Ну и однозначно Москва взяла от периферии системный прозрачный подход к управлению городом — мэр и большая часть его команды пришли к нам из Тюмени.

Сейчас вырисовывается понятие «национальный архитектурный ландшафт». Что имеется в виду? 

Выше мы говорили о том, что ты делаешь перголы из деревянных реек, под ними стоят хипстеры с коктейлями, фонарики, легкие павильончики с окнами в пол и девушки с просекко — у тебя готовая модная городская среда. Но все это одинаковое, среднее и вообще никак не связанное с нашим культурным кодом. Эти картины ничего не транслируют, все эти формы были заимствованы из среднестатистической Европы — то ли это пригород Берлина, то ли центр Уфы, сразу не поймешь. Народ уже вяло реагирует на павильоны с окнами в пол, к ним все привыкли, соответственно, падает капитализация. Для первой волны городского благоустройства это было классно, понятно, что парк с веревочными гамаками симпатичнее, чем ржавые качели в замшелом сквере.

Идентичность спряталась там, где мы перестаем восхищаться, что за границей все гораздо лучше и мы этих высот никогда не достигнем, а просто начинаем придумывать свое.

Но мы начинаем жить в среде не свойственных нам графических координат.

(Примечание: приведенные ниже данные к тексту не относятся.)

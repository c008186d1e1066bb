//! karnataka-trails
//! ================
//!
//! Root workspace crate. The actual functionality lives in the member
//! crates:
//!
//! - [`trails-core`](https://docs.rs/trails-core) — place model, backend
//!   client, category derivation and filtering, explorer controller.
//! - `trails-cli` — command-line interface over the core.
//! - `trails-wasm` — browser bindings for the filter pipeline.
//!
//! The `demos/` directory contains runnable examples against the core:
//!
//! ```text
//! cargo run --example basic_usage
//! cargo run --example error_handling
//! ```

pub use trails_core;
// crates/trails-core/src/error.rs

use thiserror::Error;

/// Convenience alias used throughout the crate.
pub type Result<T> = std::result::Result<T, TrailsError>;

/// Everything that can go wrong while talking to the backend.
///
/// The UI policy is deliberately coarse: callers reduce any of these to a
/// single displayable string (see [`crate::Explorer::error_banner`]). The
/// variants exist so the load path can carry its HTTP status while the seed
/// path stays unqualified, matching the two endpoints' contracts.
#[derive(Debug, Error)]
pub enum TrailsError {
    /// `GET /places` answered with a non-success status.
    #[error("Failed to load places ({status})")]
    Load { status: u16 },

    /// `POST /seed` answered with a non-success status. No status detail.
    #[error("Seeding failed")]
    Seed,

    /// The `/places` body was not valid JSON.
    #[error("Failed to load places: {0}")]
    Parse(#[from] serde_json::Error),

    /// Transport-level failure (connection refused, DNS, ...).
    #[cfg(feature = "client")]
    #[error("Backend request failed: {0}")]
    Http(#[from] reqwest::Error),
}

В чем наша идентичность? Точных ответов пока нет, наша задача — ставить эти вопросы, искать и находить решения. Конечно, наша идентичность не в куполах церквей, самоварах и пряниках. Мне кажется, она базируется на конструктивизме, на минимализме. Русский народ очень талантливый, когда архитектору говоришь, что денег нет вообще, нельзя ничего себе позволить, материалов нет, только куча хвороста, вот тут начинается самое интересное. Сразу удается придумать что-то выдающееся из ничего — это наш путь. Ну и деревянное зодчество, лес — это тоже наше. Думаю, идентичность спряталась там, где мы перестаем восхищаться, что где-то там за границей все гораздо лучше и мы этих высот никогда не достигнем, а просто начинаем придумывать свое.

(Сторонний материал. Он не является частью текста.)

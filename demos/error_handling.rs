//! Error handling example for karnataka-trails
//!
//! This example demonstrates how load and seed failures surface as a single
//! banner string while the explorer keeps its last collection.

use trails_core::{Config, Explorer, Phase, TrailsClient, TrailsError};

fn main() -> trails_core::Result<()> {
    println!("=== Karnataka Trails Error Handling Example ===\n");

    // Example 1: A backend that is not running
    println!("--- Example 1: Unreachable backend ---");
    let dead = TrailsClient::new(&Config::new("http://localhost:59999"))?;
    let mut explorer = Explorer::new();
    explorer.load(&dead);
    match explorer.error_banner() {
        Some(banner) => println!("✗ {banner}"),
        None => println!("✓ Unexpectedly reachable"),
    }
    println!("Phase: {:?}\n", explorer.phase());

    // Example 2: The collection survives a failed reload
    println!("--- Example 2: Stale data keeps rendering ---");
    let ticket = explorer.begin_load();
    explorer.finish_load(
        ticket,
        Ok(vec![trails_core::Place {
            name: "Hampi".to_string(),
            city: "Hampi".to_string(),
            category: "Ruins".to_string(),
            ..Default::default()
        }]),
    );
    let ticket = explorer.begin_load();
    explorer.finish_load(ticket, Err(TrailsError::Load { status: 500 }));
    println!("Phase after failed reload: {:?}", explorer.phase());
    println!("Still visible: {} place(s)\n", explorer.items().len());
    assert_eq!(explorer.phase(), Phase::Errored);
    assert_eq!(explorer.items().len(), 1);

    // Example 3: Seed failures set the banner without touching the flag
    println!("--- Example 3: Seed failure ---");
    explorer.fail_seed(TrailsError::Seed);
    if let Some(banner) = explorer.error_banner() {
        println!("✗ {banner}");
    }
    println!("Loading flag: {}", explorer.is_loading());

    Ok(())
}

Вот сейчас идет поиск идентичности Тюмени. Это сложный город — малоэтажная застройка бессистемно перемешана с девелоперской, лоскутное одеяло. И вот мы говорим, что Сибирь — это лес, и у нас будет город-лес, столица Сибири, и дальше мы посмотрим, как на это отреагируют люди и рынок.

А в случае с Волгоградом помимо памятника «Родина-мать», который, без сомнения, самый мощный символ, навечно вписанный в город, есть еще великая русская река Волга. Сейчас город — это длинная стокилометровая подкова. Он задыхается в пробках и логистически неудобен. Есть остров Сарпинский, один из самых больших речных островов в Европе. Так вот, магистрали должны быть переброшены на этот остров, он будет осваиваться, и город из линейно-кольцевого превратится в архипелаг, а река станет его ключевой артерией. Это будет невероятно волшебный город со своим лицом, и «Родина-мать» будет на все это смотреть.

А в Москве какой национальный архитектурный ландшафт и чего не хватает архитектуре Москвы?

Москва многослойная, у каждой эпохи свой стиль, и их надо сохранять. Это город архитектурных контрастов, и это здорово. В Москве не хватает бережного отношения к историческому наследию. В современном большом городе архитектор должен работать, как высококлассный хирург, который умеет делать точечные операции. Ты не должен задеть жизненно важные органы, не можешь снести половину организма, чтобы что-то там улучшить.